> What needs to be done
Working from the entries below, count every line that includes the word "ObjectBinding". Return the figure alone.

> Data for analysis

//! Engine: owns loaded sequences and evaluates them into write batches.
//!
//! Methods:
//! - new, load_sequence, unload_sequence, sequence, sequence_mut
//! - evaluate (compile if needed → accumulate every contributing section → resolve)

use log::{debug, warn};
use vizij_api_core::{TypedPath, WriteBatch};

use crate::accumulate::Accumulator;
use crate::binding::{BindingResolver, Operand, PropertyValueSource};
use crate::config::Config;
use crate::error::SequencerError;
use crate::ids::{BindingId, IdAllocator, SequenceId};
use crate::sequence::Sequence;
use crate::template::{EvaluationContext, SectionTemplate};

#[derive(Debug)]
struct CompiledTrack {
    name: String,
    property: String,
    sections: Vec<SectionTemplate>,
}

#[derive(Debug)]
struct CompiledBinding {
    id: BindingId,
    tracks: Vec<CompiledTrack>,
}

#[derive(Debug)]
struct LoadedSequence {
    id: SequenceId,
    sequence: Sequence,
    /// Rebuilt lazily after load or mutable access.
    compiled: Option<Vec<CompiledBinding>>,
}

fn compile(sequence: &Sequence, cfg: &Config) -> Result<Vec<CompiledBinding>, SequencerError> {
    sequence.validate()?;
    let bindings = sequence
        .bindings
        .iter()
        .map(|binding| CompiledBinding {
            id: binding.id,
            tracks: binding
                .tracks
                .iter()
                .map(|track| CompiledTrack {
                    name: track.name.clone(),
                    property: track.property.clone(),
                    sections: track
                        .sections
                        .iter()
                        .map(|s| {
                            SectionTemplate::compile(
                                s,
                                cfg.default_blend_type,
                                cfg.auto_tangent_tension,
                            )
                        })
                        .collect(),
                })
                .collect(),
        })
        .collect();
    Ok(bindings)
}

#[derive(Debug, Default)]
pub struct Engine {
    cfg: Config,
    ids: IdAllocator,
    sequences: Vec<LoadedSequence>,
}

impl Engine {
    pub fn new(cfg: Config) -> Self {
        Self {
            cfg,
            ids: IdAllocator::new(),
            sequences: Vec::new(),
        }
    }

    pub fn config(&self) -> &Config {
        &self.cfg
    }

    /// Validate and store a sequence.
    pub fn load_sequence(&mut self, sequence: Sequence) -> Result<SequenceId, SequencerError> {
        let compiled = compile(&sequence, &self.cfg)?;
        let id = self.ids.alloc_sequence();
        self.sequences.push(LoadedSequence {
            id,
            sequence,
            compiled: Some(compiled),
        });
        Ok(id)
    }

    pub fn unload_sequence(&mut self, id: SequenceId) -> Option<Sequence> {
        let idx = self.sequences.iter().position(|s| s.id == id)?;
        Some(self.sequences.remove(idx).sequence)
    }

    pub fn sequence(&self, id: SequenceId) -> Option<&Sequence> {
        self.sequences
            .iter()
            .find(|s| s.id == id)
            .map(|s| &s.sequence)
    }

    /// Mutable access; auto easing is refreshed and the sequence recompiled on
    /// its next evaluation.
    pub fn sequence_mut(&mut self, id: SequenceId) -> Option<&mut Sequence> {
        let loaded = self.sequences.iter_mut().find(|s| s.id == id)?;
        loaded.compiled = None;
        Some(&mut loaded.sequence)
    }

    /// Evaluate sequence `id` at `time`.
    ///
    /// Every active section containing `time` contributes to the property it
    /// animates on each object its binding resolves to. Blends are resolved
    /// only after all sections were accumulated.
    pub fn evaluate(
        &mut self,
        id: SequenceId,
        time: f32,
        resolver: &mut dyn BindingResolver,
        source: &dyn PropertyValueSource,
    ) -> Result<WriteBatch, SequencerError> {
        let cfg = &self.cfg;
        let loaded = self
            .sequences
            .iter_mut()
            .find(|s| s.id == id)
            .ok_or(SequencerError::UnknownSequence(id))?;

        if loaded.compiled.is_none() {
            loaded.sequence.update_easing();
            loaded.compiled = Some(compile(&loaded.sequence, cfg)?);
        }
        let Some(bindings) = loaded.compiled.as_ref() else {
            return Ok(WriteBatch::new());
        };

        let mut accumulator = Accumulator::with_capacity(cfg.scratch_paths);
        for binding in bindings {
            let operand = Operand::new(id, binding.id);
            let objects = resolver.resolve(&operand);
            if objects.is_empty() {
                if cfg.warn_on_unresolved_bindings {
                    warn!("binding {} of sequence {:?} resolved to no objects", binding.id, id);
                }
                continue;
            }

            for track in &binding.tracks {
                let paths: Vec<TypedPath> = objects
                    .iter()
                    .filter_map(|object| match object.with_property(&track.property) {
                        Ok(path) => Some(path),
                        Err(err) => {
                            warn!("track '{}': {err}", track.name);
                            None
                        }
                    })
                    .collect();

                for (idx, section) in track.sections.iter().enumerate() {
                    if !section.is_active() {
                        debug!("track '{}': section {idx} inactive, skipped", track.name);
                        continue;
                    }
                    if !section.is_time_within(time) {
                        continue;
                    }
                    for path in &paths {
                        let ctx = EvaluationContext {
                            time,
                            path,
                            source,
                        };
                        section.evaluate(&ctx, &mut accumulator);
                    }
                }
            }
        }

        Ok(accumulator.resolve_and_apply(source))
    }
}

#[cfg(test)]
mod tests {
    use super::*;
    use crate::binding::StaticBindings;
    use crate::curve::RichCurve;
    use crate::section::{Section, SectionData};
    use crate::sequence::ObjectBinding;
    use crate::store::PropertyStore;
    use crate::track::PropertyTrack;
    use vizij_api_core::{Value, ValueKind};

    fn opacity_sequence() -> (Sequence, BindingId) {
        let mut track = PropertyTrack::new("Opacity", "Opacity", ValueKind::Float);
        track
            .add_section(Section::new(
                0.0,
                10.0,
                SectionData::Float {
                    curve: RichCurve::linear(&[(0.0, 0.0), (10.0, 1.0)]),
                },
            ))
            .unwrap();
        let mut binding = ObjectBinding::new("Panel");
        binding.add_track(track);
        let mut seq = Sequence::new("fade");
        let id = seq.add_binding(binding);
        (seq, id)
    }

    #[test]
    fn unknown_sequence_errors() {
        let mut engine = Engine::new(Config::default());
        let store = PropertyStore::new();
        let mut bindings = StaticBindings::new();
        assert!(matches!(
            engine.evaluate(SequenceId(3), 0.0, &mut bindings, &store),
            Err(SequencerError::UnknownSequence(SequenceId(3)))
        ));
    }

    #[test]
    fn evaluates_bound_objects() {
        let (seq, binding) = opacity_sequence();
        let mut engine = Engine::new(Config::default());
        let id = engine.load_sequence(seq).unwrap();
        let mut bindings = StaticBindings::new();
        bindings.bind(binding, TypedPath::parse("ui/Panel").unwrap());
        let store = PropertyStore::new();

        let batch = engine.evaluate(id, 5.0, &mut bindings, &store).unwrap();
        let path = TypedPath::parse("ui/Panel.Opacity").unwrap();
        assert_eq!(batch.get(&path), Some(&Value::Float(0.5)));

        // Past the end nothing contributes.
        let batch = engine.evaluate(id, 10.0, &mut bindings, &store).unwrap();
        assert!(batch.is_empty());
    }

    #[test]
    fn mutation_recompiles() {
        let (seq, binding) = opacity_sequence();
        let mut engine = Engine::new(Config::default());
        let id = engine.load_sequence(seq).unwrap();
        let mut bindings = StaticBindings::new();
        bindings.bind(binding, TypedPath::parse("ui/Panel").unwrap());
        let store = PropertyStore::new();

        engine.sequence_mut(id).unwrap().bindings[0].tracks[0].sections[0].is_active = false;
        let batch = engine.evaluate(id, 5.0, &mut bindings, &store).unwrap();
        assert!(batch.is_empty());
        assert!(engine.unload_sequence(id).is_some());
        assert!(engine.sequence(id).is_none());
    }
}
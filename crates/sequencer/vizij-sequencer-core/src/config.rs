//! Core configuration for vizij-sequencer-core.

use serde::{Deserialize, Serialize};

use crate::blend_type::BlendType;

/// Engine-wide evaluation settings.
#[derive(Clone, Debug, Serialize, Deserialize)]
#[serde(default)]
pub struct Config {
    /// Tension applied when auto tangents are recomputed at compile time.
    pub auto_tangent_tension: f32,

    /// Blend type of sections that do not name one.
    pub default_blend_type: BlendType,

    /// Log a warning when a binding resolves to no objects.
    pub warn_on_unresolved_bindings: bool,

    /// Initial capacity hint for the per-evaluation accumulator.
    pub scratch_paths: usize,
}

impl Default for Config {
    fn default() -> Self {
        Self {
            auto_tangent_tension: 0.0,
            default_blend_type: BlendType::Absolute,
            warn_on_unresolved_bindings: true,
            scratch_paths: 64,
        }
    }
}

> Answer to this problem
2